I am drawing a bunch of spheres with:


void DrawPoint(Point P, double rad, int Color)
{
	glPushMatrix();
	        glColor3f(1,1,1); //white
		glTranslatef(P.getX(), P.getY(), P.getZ());
		glutSolidSphere(rad, 20, 20);
	glPopMatrix();
}

I am storing these in a display list.

Once the spheres are displayed and i am rotating and zooming and all that good stuff (in the glut main loop), I would like the user to click on one of them and report which one he clicked on. Is this possible?

Thanks!

David

Yes, but you need to use the selection mechanism, and you will have to change the hit target name between spheres.

You will get a list of hits in the buffer which you will have to determine which is closest.

Colors and readback may be simpler.

http://www.opengl.org/resources/faq/technical/selection.htm

A better solution would be to to render each sphere with another color. And read the pixel with glReadPixel from the backbuffer.

Thanks for the replies guys. I found a super easy way to do it though. There is a function set called ZPR (Zoom Pan Rotate - http://www.nigels.com/glt/gltzpr/)..)

  1. it is great for what I am doing (plotting stuff that i want to look at, nothing like gaming haha)
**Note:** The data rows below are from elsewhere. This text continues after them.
// SPDX-License-Identifier: Apache-2.0 OR MIT
// Copyright (c) 2025-2026 naskel.com

//! Component metadata carried next to the props blob.

use indexmap::IndexMap;
use serde::{Deserialize, Serialize};
use std::fmt;
use std::str::FromStr;

/// Client hydration strategy (`client:*` directive).
#[derive(Debug, Clone, Copy, PartialEq, Eq, Hash, Serialize, Deserialize)]
#[serde(rename_all = "lowercase")]
pub enum HydrationMode {
    /// Hydrate on page load
    Load,
    /// Hydrate once the main thread is idle
    Idle,
    /// Hydrate when the element enters the viewport
    Visible,
    /// Hydrate when a media query matches (query in `hydrate_args`)
    Media,
    /// Client-only render, no server output
    Only,
}

impl HydrationMode {
    pub const fn as_str(self) -> &'static str {
        match self {
            HydrationMode::Load => "load",
            HydrationMode::Idle => "idle",
            HydrationMode::Visible => "visible",
            HydrationMode::Media => "media",
            HydrationMode::Only => "only",
        }
    }
}

impl fmt::Display for HydrationMode {
    fn fmt(&self, f: &mut fmt::Formatter<'_>) -> fmt::Result {
        f.write_str(self.as_str())
    }
}

/// Error returned when a hydration directive is not one of the known modes.
#[derive(Debug, Clone, PartialEq, Eq)]
pub struct UnknownHydrationMode(pub String);

impl fmt::Display for UnknownHydrationMode {
    fn fmt(&self, f: &mut fmt::Formatter<'_>) -> fmt::Result {
        write!(f, "unknown hydration mode '{}'", self.0)
    }
}

impl std::error::Error for UnknownHydrationMode {}

impl FromStr for HydrationMode {
    type Err = UnknownHydrationMode;

    fn from_str(s: &str) -> Result<Self, Self::Err> {
        match s {
            "load" => Ok(HydrationMode::Load),
            "idle" => Ok(HydrationMode::Idle),
            "visible" => Ok(HydrationMode::Visible),
            "media" => Ok(HydrationMode::Media),
            "only" => Ok(HydrationMode::Only),
            other => Err(UnknownHydrationMode(other.to_string())),
        }
    }
}

/// Exported binding the client imports from `component_url`.
#[derive(Debug, Clone, PartialEq, Eq, Serialize, Deserialize)]
pub struct ComponentExport {
    pub value: String,
    #[serde(default, skip_serializing_if = "Option::is_none")]
    pub namespace: Option<bool>,
}

/// Metadata for one island.
///
/// Read-only as far as the codec is concerned: only `display_name` and
/// `hydrate` are consulted, to label cyclic-reference failures.
#[derive(Debug, Clone, PartialEq, Serialize, Deserialize)]
#[serde(rename_all = "camelCase")]
pub struct ComponentMetadata {
    pub display_name: String,

    #[serde(default, skip_serializing_if = "Option::is_none")]
    pub hydrate: Option<HydrationMode>,

    /// Opaque directive argument (e.g. the media query for `client:media`).
    #[serde(default)]
    pub hydrate_args: serde_json::Value,

    #[serde(default, skip_serializing_if = "Option::is_none")]
    pub component_url: Option<String>,

    #[serde(default, skip_serializing_if = "Option::is_none")]
    pub component_export: Option<ComponentExport>,

    /// Remaining element attributes, camelCased names, values untouched.
    #[serde(default, skip_serializing_if = "IndexMap::is_empty")]
    pub attributes: IndexMap<String, String>,
}

impl ComponentMetadata {
    pub fn new(display_name: impl Into<String>) -> Self {
        Self {
            display_name: display_name.into(),
            hydrate: None,
            hydrate_args: serde_json::Value::Null,
            component_url: None,
            component_export: None,
            attributes: IndexMap::new(),
        }
    }

    pub fn with_hydrate(mut self, mode: HydrationMode) -> Self {
        self.hydrate = Some(mode);
        self
    }

    /// Look up a carried-through attribute by its normalized name.
    pub fn attribute(&self, name: &str) -> Option<&str> {
        self.attributes.get(name).map(String::as_str)
    }
}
  2. all you have to do to select an object in a display list is:


int main()
{
//...other setup stuff...
zprSelectionFunc(SelecFunc);
zprPickFunc(pick);
//...more stuff...
}


void pick(GLint name)
{
   printf("Pick: %d
", name);
   fflush(stdout);
}


void SelecFunc()
{
	DrawSpheres();
	glCallList(TestList);
}

This should be global


GLuint TestList;


void DrawSpheres()
{
	TestList = glGenLists(1);
	glNewList(TestList,GL_COMPILE);
	   DrawSphere(0,0,0,1,0,0,5);
	   DrawSphere(1,0,0,0,1,0,6);
	   DrawSphere(0,1,0,0,0,1,7);
   glEndList();

}


void DrawSphere(double x, double y, double z, double r, double g, double b, GLuint nam)
{
    glPushMatrix();  
		glPushName(nam);
         glColor3f(r,g,b);
         glTranslatef(x,y,z);
		 glutSolidSphere(1, 20, 20);
      glPopName();
    glPopMatrix();
}

Hope this helps others! By the way, why is something to the effect of ZPR not built right into glut?? It seems to be SUPER useful!

-Dave

Well, that ZPR is just a wrapper for the selection mode. See dorbies reply.

Please note that this feature is very useful for small scenes but can get very slow for bigger ones.